Creator and star Jason Sudeikis has confirmed he will pick up the whistle to return to his award-winning role as the moustached, daggily-dressed coach of fictional English Premier League football club AFC Richmond for a fourth season of the multi-Emmy winning comedy, nearly two years after he said goodbye in May 2023.
“As we all continue to live in a world where so many factors have conditioned us to ‘look before we leap’,” said star and executive producer Sudeikis.
“In season four, the folks at AFC Richmond learn to leap before they look, discovering that wherever they land, it’s exactly where they’re meant to be.”
The show about an inspirational, endlessly optimistic American college football coach who is employed by the vengeful owner of beloved EPL club in the hope he will fail miserably so she can get back at her ex-husband first appeared in 2020 and quickly became a global feel-good hit for Apple TV+ when many parts of the world were still in Covid lockdowns.
Sudeikis’s role earned him an Emmy and a Golden Globe in 2021 and the first season became the most Emmy nominated debut comedy season ever, with seven wins from 20 nominations, including Outstanding Comedy Series and acting awards for Hannah Waddingham, as AFC Richmond owner Rebecca Welton and Brett Goldstein for his ageing hardman player Roy Kent.Sudeikis and Goldstein repeated the feat the following year for the second season, which pulled off a rare back-to-back win for Outstanding Comedy Series.

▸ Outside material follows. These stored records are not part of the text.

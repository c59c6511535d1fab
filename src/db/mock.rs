//! In-memory product stores for tests and the `--mock-db` demo mode.

use super::{Product, ProductStore, Row};
use crate::error::{Result, ShelfError};
use async_trait::async_trait;
use std::sync::Mutex;
use std::time::Duration;

/// A store operation as received by a mock, for asserting on calls.
#[derive(Debug, Clone, PartialEq, Eq)]
pub enum StoreCall {
    ById(i64),
    ByCategory(String),
}

/// A mock store that answers from a fixed product list.
pub struct MockProductStore {
    products: Vec<Product>,
    latency: Duration,
    calls: Mutex<Vec<StoreCall>>,
}

impl MockProductStore {
    /// Creates an empty mock store.
    pub fn new() -> Self {
        Self::with_products(Vec::new())
    }

    /// Creates a mock store holding the given products.
    pub fn with_products(products: Vec<Product>) -> Self {
        Self {
            products,
            latency: Duration::ZERO,
            calls: Mutex::new(Vec::new()),
        }
    }

    /// A small grocery inventory used by `--mock-db`.
    pub fn grocery() -> Self {
        Self::with_products(vec![
            Product::new(1, "Whole Milk", "dairy", 3.49, 24),
            Product::new(2, "Cheddar", "dairy", 5.99, 12),
            Product::new(3, "Greek Yogurt", "dairy", 1.29, 40),
            Product::new(4, "Sourdough Loaf", "bakery", 4.50, 8),
            Product::new(5, "Bagels (6)", "bakery", 3.99, 15),
            Product::new(6, "Bananas", "produce", 0.25, 120),
            Product::new(7, "Gala Apples", "produce", 0.89, 80),
            Product::new(8, "Ground Coffee", "pantry", 8.75, 20),
        ])
    }

    /// Delays every lookup by `latency`.
    pub fn with_latency(mut self, latency: Duration) -> Self {
        self.latency = latency;
        self
    }

    /// Returns the operations received so far, oldest first.
    pub fn calls(&self) -> Vec<StoreCall> {
        self.calls
            .lock()
            .map(|calls| calls.clone())
            .unwrap_or_default()
    }

    async fn record(&self, call: StoreCall) {
        if let Ok(mut calls) = self.calls.lock() {
            calls.push(call);
        }
        if !self.latency.is_zero() {
            tokio::time::sleep(self.latency).await;
        }
    }
}

impl Default for MockProductStore {
    fn default() -> Self {
        Self::new()
    }
}

#[async_trait]
impl ProductStore for MockProductStore {
    async fn lookup_by_id(&self, id: i64) -> Result<Vec<Row>> {
        self.record(StoreCall::ById(id)).await;
        Ok(self
            .products
            .iter()
            .filter(|p| p.id == id)
            .take(1)
            .map(Product::detail_row)
            .collect())
    }

    async fn lookup_by_category(&self, category: &str) -> Result<Vec<Row>> {
        self.record(StoreCall::ByCategory(category.to_string()))
            .await;
        Ok(self
            .products
            .iter()
            .filter(|p| p.category == category)
            .map(Product::listing_row)
            .collect())
    }

    async fn close(&self) -> Result<()> {
        Ok(())
    }
}

/// A store whose every lookup fails, for exercising error paths.
pub struct FailingProductStore {
    message: String,
}

impl FailingProductStore {
    pub fn new(message: impl Into<String>) -> Self {
        Self {
            message: message.into(),
        }
    }
}

#[async_trait]
impl ProductStore for FailingProductStore {
    async fn lookup_by_id(&self, _id: i64) -> Result<Vec<Row>> {
        Err(ShelfError::persistence(self.message.clone()))
    }

    async fn lookup_by_category(&self, _category: &str) -> Result<Vec<Row>> {
        Err(ShelfError::persistence(self.message.clone()))
    }

    async fn close(&self) -> Result<()> {
        Ok(())
    }
}
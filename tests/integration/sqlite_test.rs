//! SQLite store tests.
//!
//! Exercise the product lookups against a real (in-memory) database.

use super::common::seeded_sqlite_store;
use shelf_lookup::catalog::CATALOG;
use shelf_lookup::config::ConnectionConfig;
use shelf_lookup::db::{self, ProductStore, SqliteStore, Value};
use shelf_lookup::error::ShelfError;

#[tokio::test]
async fn test_lookup_by_id_returns_one_row() {
    let store = seeded_sqlite_store().await;

    let rows = store.lookup_by_id(7).await.unwrap();

    assert_eq!(rows.len(), 1);
    assert_eq!(rows[0].len(), CATALOG.schema_for(0).unwrap().len());
    assert_eq!(
        rows[0],
        vec![
            Value::Int(7),
            Value::from("Gala Apples"),
            Value::from("produce"),
            Value::Float(0.75),
            Value::Int(80),
        ]
    );

    store.close().await.unwrap();
}

#[tokio::test]
async fn test_lookup_by_id_missing_is_empty() {
    let store = seeded_sqlite_store().await;
    assert!(store.lookup_by_id(5).await.unwrap().is_empty());
}

#[tokio::test]
async fn test_lookup_by_category_orders_by_id() {
    let store = seeded_sqlite_store().await;

    let rows = store.lookup_by_category("dairy").await.unwrap();

    let ids: Vec<&Value> = rows.iter().map(|row| &row[0]).collect();
    assert_eq!(ids, vec![&Value::Int(1), &Value::Int(2), &Value::Int(4)]);
    for row in &rows {
        assert_eq!(row.len(), CATALOG.schema_for(1).unwrap().len());
    }
}

#[tokio::test]
async fn test_lookup_by_category_is_exact_match() {
    let store = seeded_sqlite_store().await;

    assert!(store.lookup_by_category("").await.unwrap().is_empty());
    assert!(store.lookup_by_category("dair").await.unwrap().is_empty());
    assert!(store.lookup_by_category("'; DROP TABLE products; --").await.unwrap().is_empty());

    // Still intact after the hostile input above.
    assert_eq!(store.lookup_by_category("bakery").await.unwrap().len(), 1);
}

#[tokio::test]
async fn test_missing_table_is_persistence_error() {
    let pool = sqlx::sqlite::SqlitePoolOptions::new()
        .max_connections(1)
        .connect("sqlite::memory:")
        .await
        .unwrap();
    let store = SqliteStore::from_pool(pool);

    let err = store.lookup_by_id(1).await.unwrap_err();
    assert!(matches!(err, ShelfError::Persistence(msg) if msg.contains("products")));
}

#[tokio::test]
async fn test_closed_pool_is_persistence_error() {
    let store = seeded_sqlite_store().await;
    store.close().await.unwrap();

    let err = store.lookup_by_category("dairy").await.unwrap_err();
    assert!(matches!(err, ShelfError::Persistence(_)));
}

#[tokio::test]
async fn test_connect_from_config() {
    let dir = tempfile::tempdir().unwrap();
    let path = dir.path().join("shop.db");
    let config = ConnectionConfig::from_connection_string(&format!(
        "sqlite://{}?mode=rwc",
        path.display()
    ))
    .unwrap();

    let store = db::connect(&config).await.unwrap();

    // The fresh file has no products table yet.
    assert!(matches!(
        store.lookup_by_id(1).await,
        Err(ShelfError::Persistence(_))
    ));
    store.close().await.unwrap();
}
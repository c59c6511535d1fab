//! Error types for shelf-lookup.
//!
//! Defines the main error enum used throughout the application.

use thiserror::Error;

/// Main error type for lookup operations.
#[derive(Error, Debug, Clone, PartialEq)]
pub enum ShelfError {
    /// The selection index is outside the registered catalog range.
    #[error("Unknown lookup mode: {mode_id}")]
    UnknownMode { mode_id: usize },

    /// The operator's text failed coercion for the mode's input kind.
    #[error("Invalid input: {reason}")]
    InvalidInput { reason: String },

    /// Any fault raised by the storage layer while running a lookup.
    #[error("Persistence error: {0}")]
    Persistence(String),

    /// Database connection errors (host unreachable, auth failed, etc.)
    #[error("Connection error: {0}")]
    Connection(String),

    /// Configuration errors (invalid config file, missing required fields, etc.)
    #[error("Configuration error: {0}")]
    Config(String),

    /// A run action arrived while another lookup was still outstanding.
    #[error("A lookup is already running")]
    Busy,

    /// Internal application errors (unexpected states, bugs, etc.)
    #[error("Internal error: {0}")]
    Internal(String),
}

impl ShelfError {
    /// Creates an unknown-mode error for the given index.
    pub fn unknown_mode(mode_id: usize) -> Self {
        Self::UnknownMode { mode_id }
    }

    /// Creates an invalid-input error with the given reason.
    pub fn invalid_input(reason: impl Into<String>) -> Self {
        Self::InvalidInput {
            reason: reason.into(),
        }
    }

    /// Creates a persistence error with the given message.
    pub fn persistence(msg: impl Into<String>) -> Self {
        Self::Persistence(msg.into())
    }

    /// Creates a connection error with the given message.
    pub fn connection(msg: impl Into<String>) -> Self {
        Self::Connection(msg.into())
    }

    /// Creates a configuration error with the given message.
    pub fn config(msg: impl Into<String>) -> Self {
        Self::Config(msg.into())
    }

    /// Creates an internal error with the given message.
    pub fn internal(msg: impl Into<String>) -> Self {
        Self::Internal(msg.into())
    }

    /// Returns the error category as a string for display purposes.
    pub fn category(&self) -> &'static str {
        match self {
            Self::UnknownMode { .. } => "Mode Error",
            Self::InvalidInput { .. } => "Input Error",
            Self::Persistence(_) => "Persistence Error",
            Self::Connection(_) => "Connection Error",
            Self::Config(_) => "Configuration Error",
            Self::Busy => "Busy",
            Self::Internal(_) => "Internal Error",
        }
    }
}

/// Result type alias using ShelfError.
pub type Result<T> = std::result::Result<T, ShelfError>;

After three hit seasons, during which Lasso won over the sceptical players, press and management with his unconventional methods, kindness, decency and homespun homilies and guided the beleaguered team to success, the underdog coach headed back to America to be with his family.
There’s no word yet on when it will air, where the story will go from here or other returning cast – although Goldstein and Brendan Hunt, who also played Coach Beard, are confirmed as executive producers – and Waddingham told this publication last year that she’d be open to reprising her role as Welton.
Sudeikis first played Lasso as part of a 2013 promotional campaign for US network NBC, which had just gained the EPL rights there. The fish-out-of-water premise was a hit in raising the awareness of the sport and the elite competition in the US, and was repeated again the following year.
Sudeikis says Lasso is his ideal self, embracing curiosity instead of cynicism and kindness in the face of the abuse-chanting legions who want to see him fail.
Ahead of the release of the first season, Sudeikis said: “He’s 100 per cent the best version of me,” he says.
“I wish I could bottle him up and spritz him on me whenever I am in one of my low points, as any of us feel daily.”
In addition to being a critical and audience hit, Lasso also became something of a cult figure, and was incorporated into the FIFA 23 video game, and the cast was invited to the White House by then US president Joe Biden to promote mental health and wellbeing ahead of the launch of the third season in 2023.
“Ted Lasso has been nothing short of a juggernaut, inspiring a passionate fanbase all over the world, and delivering endless joy and laughter, all while spreading kindness, compassion and unwavering belief,” said Matt Cherniss, head of programming for Apple TV+.
“Everyone at Apple is thrilled to be continuing our collaboration with Jason and the brilliant creative minds behind this show.”